[Stored data entries]
....................

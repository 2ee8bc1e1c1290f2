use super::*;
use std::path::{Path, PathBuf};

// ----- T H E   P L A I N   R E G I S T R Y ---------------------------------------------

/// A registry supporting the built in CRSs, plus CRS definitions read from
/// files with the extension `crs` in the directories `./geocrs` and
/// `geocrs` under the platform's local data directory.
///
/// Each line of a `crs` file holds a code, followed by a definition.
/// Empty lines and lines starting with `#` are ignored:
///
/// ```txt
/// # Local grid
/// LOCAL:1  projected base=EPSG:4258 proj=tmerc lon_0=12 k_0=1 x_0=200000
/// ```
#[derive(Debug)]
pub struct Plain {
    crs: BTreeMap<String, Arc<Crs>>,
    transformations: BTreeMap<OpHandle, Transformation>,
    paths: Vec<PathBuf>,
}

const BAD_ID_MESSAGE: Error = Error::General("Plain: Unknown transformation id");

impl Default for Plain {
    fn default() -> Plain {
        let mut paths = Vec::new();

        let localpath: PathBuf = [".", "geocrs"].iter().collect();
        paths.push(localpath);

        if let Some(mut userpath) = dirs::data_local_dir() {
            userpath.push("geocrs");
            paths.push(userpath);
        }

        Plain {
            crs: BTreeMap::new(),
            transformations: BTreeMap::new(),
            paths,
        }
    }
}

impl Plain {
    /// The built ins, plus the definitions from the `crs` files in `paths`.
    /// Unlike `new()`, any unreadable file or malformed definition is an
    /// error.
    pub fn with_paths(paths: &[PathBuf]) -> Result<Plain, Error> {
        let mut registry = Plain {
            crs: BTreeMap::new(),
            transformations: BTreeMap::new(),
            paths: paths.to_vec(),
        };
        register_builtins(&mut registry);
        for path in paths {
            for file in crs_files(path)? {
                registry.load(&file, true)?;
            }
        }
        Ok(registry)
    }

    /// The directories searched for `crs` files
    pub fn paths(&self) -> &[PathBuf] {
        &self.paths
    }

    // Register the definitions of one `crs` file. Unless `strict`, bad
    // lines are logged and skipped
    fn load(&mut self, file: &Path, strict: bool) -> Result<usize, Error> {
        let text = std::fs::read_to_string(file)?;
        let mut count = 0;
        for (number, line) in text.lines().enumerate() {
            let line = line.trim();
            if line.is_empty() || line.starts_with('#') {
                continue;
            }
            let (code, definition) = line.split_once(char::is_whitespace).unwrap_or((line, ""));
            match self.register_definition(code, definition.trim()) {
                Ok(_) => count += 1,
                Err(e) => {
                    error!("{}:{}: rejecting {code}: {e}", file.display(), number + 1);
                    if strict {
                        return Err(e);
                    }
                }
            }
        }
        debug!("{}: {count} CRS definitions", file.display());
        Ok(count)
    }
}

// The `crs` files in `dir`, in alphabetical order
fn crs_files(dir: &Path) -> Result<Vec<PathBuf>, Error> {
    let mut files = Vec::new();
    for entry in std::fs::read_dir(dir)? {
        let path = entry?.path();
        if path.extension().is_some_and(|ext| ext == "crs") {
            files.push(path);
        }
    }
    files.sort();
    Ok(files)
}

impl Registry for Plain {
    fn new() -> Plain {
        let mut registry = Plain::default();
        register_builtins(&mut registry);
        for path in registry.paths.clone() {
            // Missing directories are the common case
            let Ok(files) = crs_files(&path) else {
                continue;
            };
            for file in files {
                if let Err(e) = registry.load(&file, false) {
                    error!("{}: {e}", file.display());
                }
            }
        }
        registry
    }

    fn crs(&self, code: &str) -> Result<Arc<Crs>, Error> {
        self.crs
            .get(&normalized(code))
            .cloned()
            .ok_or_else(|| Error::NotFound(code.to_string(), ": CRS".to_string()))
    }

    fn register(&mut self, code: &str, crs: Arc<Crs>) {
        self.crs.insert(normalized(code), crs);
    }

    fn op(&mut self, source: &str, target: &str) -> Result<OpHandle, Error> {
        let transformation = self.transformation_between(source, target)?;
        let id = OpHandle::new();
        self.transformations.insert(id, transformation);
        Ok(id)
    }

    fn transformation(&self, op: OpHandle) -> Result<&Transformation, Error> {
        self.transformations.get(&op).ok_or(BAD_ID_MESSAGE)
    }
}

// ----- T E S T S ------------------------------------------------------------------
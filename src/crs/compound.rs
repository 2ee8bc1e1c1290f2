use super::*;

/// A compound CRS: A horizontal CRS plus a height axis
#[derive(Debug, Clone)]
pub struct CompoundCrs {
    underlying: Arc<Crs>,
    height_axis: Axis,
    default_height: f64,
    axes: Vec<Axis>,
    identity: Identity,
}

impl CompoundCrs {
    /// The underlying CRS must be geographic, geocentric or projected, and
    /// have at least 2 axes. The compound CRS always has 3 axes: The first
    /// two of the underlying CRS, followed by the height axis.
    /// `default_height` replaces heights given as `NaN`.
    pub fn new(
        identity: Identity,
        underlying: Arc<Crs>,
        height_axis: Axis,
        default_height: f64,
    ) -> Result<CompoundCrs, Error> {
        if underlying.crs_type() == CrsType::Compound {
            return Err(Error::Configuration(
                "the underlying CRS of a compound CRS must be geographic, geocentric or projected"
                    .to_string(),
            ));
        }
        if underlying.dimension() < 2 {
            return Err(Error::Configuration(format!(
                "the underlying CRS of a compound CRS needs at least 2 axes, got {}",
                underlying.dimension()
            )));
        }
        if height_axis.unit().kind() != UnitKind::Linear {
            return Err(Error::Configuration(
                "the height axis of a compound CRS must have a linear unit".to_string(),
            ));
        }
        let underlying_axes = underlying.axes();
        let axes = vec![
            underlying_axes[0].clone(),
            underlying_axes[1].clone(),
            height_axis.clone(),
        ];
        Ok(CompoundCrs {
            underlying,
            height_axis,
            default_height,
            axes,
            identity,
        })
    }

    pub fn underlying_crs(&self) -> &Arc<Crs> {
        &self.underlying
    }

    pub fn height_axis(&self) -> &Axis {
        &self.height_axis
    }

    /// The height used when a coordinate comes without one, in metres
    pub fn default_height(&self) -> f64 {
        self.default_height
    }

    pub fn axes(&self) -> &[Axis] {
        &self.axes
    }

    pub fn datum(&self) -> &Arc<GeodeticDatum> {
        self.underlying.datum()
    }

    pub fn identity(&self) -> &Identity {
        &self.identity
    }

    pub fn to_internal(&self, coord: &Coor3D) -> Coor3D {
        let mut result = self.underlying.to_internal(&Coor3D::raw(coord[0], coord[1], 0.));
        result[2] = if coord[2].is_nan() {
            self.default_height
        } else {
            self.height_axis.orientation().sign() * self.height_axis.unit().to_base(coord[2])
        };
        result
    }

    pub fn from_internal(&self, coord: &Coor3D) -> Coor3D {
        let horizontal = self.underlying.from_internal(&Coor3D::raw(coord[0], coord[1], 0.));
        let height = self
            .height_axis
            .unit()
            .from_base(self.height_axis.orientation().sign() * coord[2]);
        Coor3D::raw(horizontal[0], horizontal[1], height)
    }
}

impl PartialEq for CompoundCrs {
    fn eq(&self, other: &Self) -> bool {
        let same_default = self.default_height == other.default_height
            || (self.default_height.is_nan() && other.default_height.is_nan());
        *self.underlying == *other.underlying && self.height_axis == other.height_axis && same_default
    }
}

....................

Brief
Give back each record exactly, from the first line through the last.

Finished task
repository 2ee8bc1e1c1290f2
use super::*;
use std::path::{Path, PathBuf};

// ----- T H E   P L A I N   R E G I S T R Y ---------------------------------------------

/// A registry supporting the built in CRSs, plus CRS definitions read from
/// files with the extension `crs` in the directories `./geocrs` and
/// `geocrs` under the platform's local data directory.
///
/// Each line of a `crs` file holds a code, followed by a definition.
/// Empty lines and lines starting with `#` are ignored:
///
/// ```txt
/// # Local grid
/// LOCAL:1  projected base=EPSG:4258 proj=tmerc lon_0=12 k_0=1 x_0=200000
/// ```
#[derive(Debug)]
pub struct Plain {
    crs: BTreeMap<String, Arc<Crs>>,
    transformations: BTreeMap<OpHandle, Transformation>,
    paths: Vec<PathBuf>,
}

const BAD_ID_MESSAGE: Error = Error::General("Plain: Unknown transformation id");

impl Default for Plain {
    fn default() -> Plain {
        let mut paths = Vec::new();

        let localpath: PathBuf = [".", "geocrs"].iter().collect();
        paths.push(localpath);

        if let Some(mut userpath) = dirs::data_local_dir() {
            userpath.push("geocrs");
            paths.push(userpath);
        }

        Plain {
            crs: BTreeMap::new(),
            transformations: BTreeMap::new(),
            paths,
        }
    }
}

impl Plain {
    /// The built ins, plus the definitions from the `crs` files in `paths`.
    /// Unlike `new()`, any unreadable file or malformed definition is an
    /// error.
    pub fn with_paths(paths: &[PathBuf]) -> Result<Plain, Error> {
        let mut registry = Plain {
            crs: BTreeMap::new(),
            transformations: BTreeMap::new(),
            paths: paths.to_vec(),
        };
        register_builtins(&mut registry);
        for path in paths {
            for file in crs_files(path)? {
                registry.load(&file, true)?;
            }
        }
        Ok(registry)
    }

    /// The directories searched for `crs` files
    pub fn paths(&self) -> &[PathBuf] {
        &self.paths
    }

    // Register the definitions of one `crs` file. Unless `strict`, bad
    // lines are logged and skipped
    fn load(&mut self, file: &Path, strict: bool) -> Result<usize, Error> {
        let text = std::fs::read_to_string(file)?;
        let mut count = 0;
        for (number, line) in text.lines().enumerate() {
            let line = line.trim();
            if line.is_empty() || line.starts_with('#') {
                continue;
            }
            let (code, definition) = line.split_once(char::is_whitespace).unwrap_or((line, ""));
            match self.register_definition(code, definition.trim()) {
                Ok(_) => count += 1,
                Err(e) => {
                    error!("{}:{}: rejecting {code}: {e}", file.display(), number + 1);
                    if strict {
                        return Err(e);
                    }
                }
            }
        }
        debug!("{}: {count} CRS definitions", file.display());
        Ok(count)
    }
}

// The `crs` files in `dir`, in alphabetical order
fn crs_files(dir: &Path) -> Result<Vec<PathBuf>, Error> {
    let mut files = Vec::new();
    for entry in std::fs::read_dir(dir)? {
        let path = entry?.path();
        if path.extension().is_some_and(|ext| ext == "crs") {
            files.push(path);
        }
    }
    files.sort();
    Ok(files)
}

impl Registry for Plain {
    fn new() -> Plain {
        let mut registry = Plain::default();
        register_builtins(&mut registry);
        for path in registry.paths.clone() {
            // Missing directories are the common case
            let Ok(files) = crs_files(&path) else {
                continue;
            };
            for file in files {
                if let Err(e) = registry.load(&file, false) {
                    error!("{}: {e}", file.display());
                }
            }
        }
        registry
    }

    fn crs(&self, code: &str) -> Result<Arc<Crs>, Error> {
        self.crs
            .get(&normalized(code))
            .cloned()
            .ok_or_else(|| Error::NotFound(code.to_string(), ": CRS".to_string()))
    }

    fn register(&mut self, code: &str, crs: Arc<Crs>) {
        self.crs.insert(normalized(code), crs);
    }

    fn op(&mut self, source: &str, target: &str) -> Result<OpHandle, Error> {
        let transformation = self.transformation_between(source, target)?;
        let id = OpHandle::new();
        self.transformations.insert(id, transformation);
        Ok(id)
    }

    fn transformation(&self, op: OpHandle) -> Result<&Transformation, Error> {
        self.transformations.get(&op).ok_or(BAD_ID_MESSAGE)
    }
}

// ----- T E S T S ------------------------------------------------------------------
filename src/crs/compound.rs
repository 2ee8bc1e1c1290f2
use super::*;

/// A compound CRS: A horizontal CRS plus a height axis
#[derive(Debug, Clone)]
pub struct CompoundCrs {
    underlying: Arc<Crs>,
    height_axis: Axis,
    default_height: f64,
    axes: Vec<Axis>,
    identity: Identity,
}

impl CompoundCrs {
    /// The underlying CRS must be geographic, geocentric or projected, and
    /// have at least 2 axes. The compound CRS always has 3 axes: The first
    /// two of the underlying CRS, followed by the height axis.
    /// `default_height` replaces heights given as `NaN`.
    pub fn new(
        identity: Identity,
        underlying: Arc<Crs>,
        height_axis: Axis,
        default_height: f64,
    ) -> Result<CompoundCrs, Error> {
        if underlying.crs_type() == CrsType::Compound {
            return Err(Error::Configuration(
                "the underlying CRS of a compound CRS must be geographic, geocentric or projected"
                    .to_string(),
            ));
        }
        if underlying.dimension() < 2 {
            return Err(Error::Configuration(format!(
                "the underlying CRS of a compound CRS needs at least 2 axes, got {}",
                underlying.dimension()
            )));
        }
        if height_axis.unit().kind() != UnitKind::Linear {
            return Err(Error::Configuration(
                "the height axis of a compound CRS must have a linear unit".to_string(),
            ));
        }
        let underlying_axes = underlying.axes();
        let axes = vec![
            underlying_axes[0].clone(),
            underlying_axes[1].clone(),
            height_axis.clone(),
        ];
        Ok(CompoundCrs {
            underlying,
            height_axis,
            default_height,
            axes,
            identity,
        })
    }

    pub fn underlying_crs(&self) -> &Arc<Crs> {
        &self.underlying
    }

    pub fn height_axis(&self) -> &Axis {
        &self.height_axis
    }

    /// The height used when a coordinate comes without one, in metres
    pub fn default_height(&self) -> f64 {
        self.default_height
    }

    pub fn axes(&self) -> &[Axis] {
        &self.axes
    }

    pub fn datum(&self) -> &Arc<GeodeticDatum> {
        self.underlying.datum()
    }

    pub fn identity(&self) -> &Identity {
        &self.identity
    }

    pub fn to_internal(&self, coord: &Coor3D) -> Coor3D {
        let mut result = self.underlying.to_internal(&Coor3D::raw(coord[0], coord[1], 0.));
        result[2] = if coord[2].is_nan() {
            self.default_height
        } else {
            self.height_axis.orientation().sign() * self.height_axis.unit().to_base(coord[2])
        };
        result
    }

    pub fn from_internal(&self, coord: &Coor3D) -> Coor3D {
        let horizontal = self.underlying.from_internal(&Coor3D::raw(coord[0], coord[1], 0.));
        let height = self
            .height_axis
            .unit()
            .from_base(self.height_axis.orientation().sign() * coord[2]);
        Coor3D::raw(horizontal[0], horizontal[1], height)
    }
}

impl PartialEq for CompoundCrs {
    fn eq(&self, other: &Self) -> bool {
        let same_default = self.default_height == other.default_height
            || (self.default_height.is_nan() && other.default_height.is_nan());
        *self.underlying == *other.underlying && self.height_axis == other.height_axis && same_default
    }
}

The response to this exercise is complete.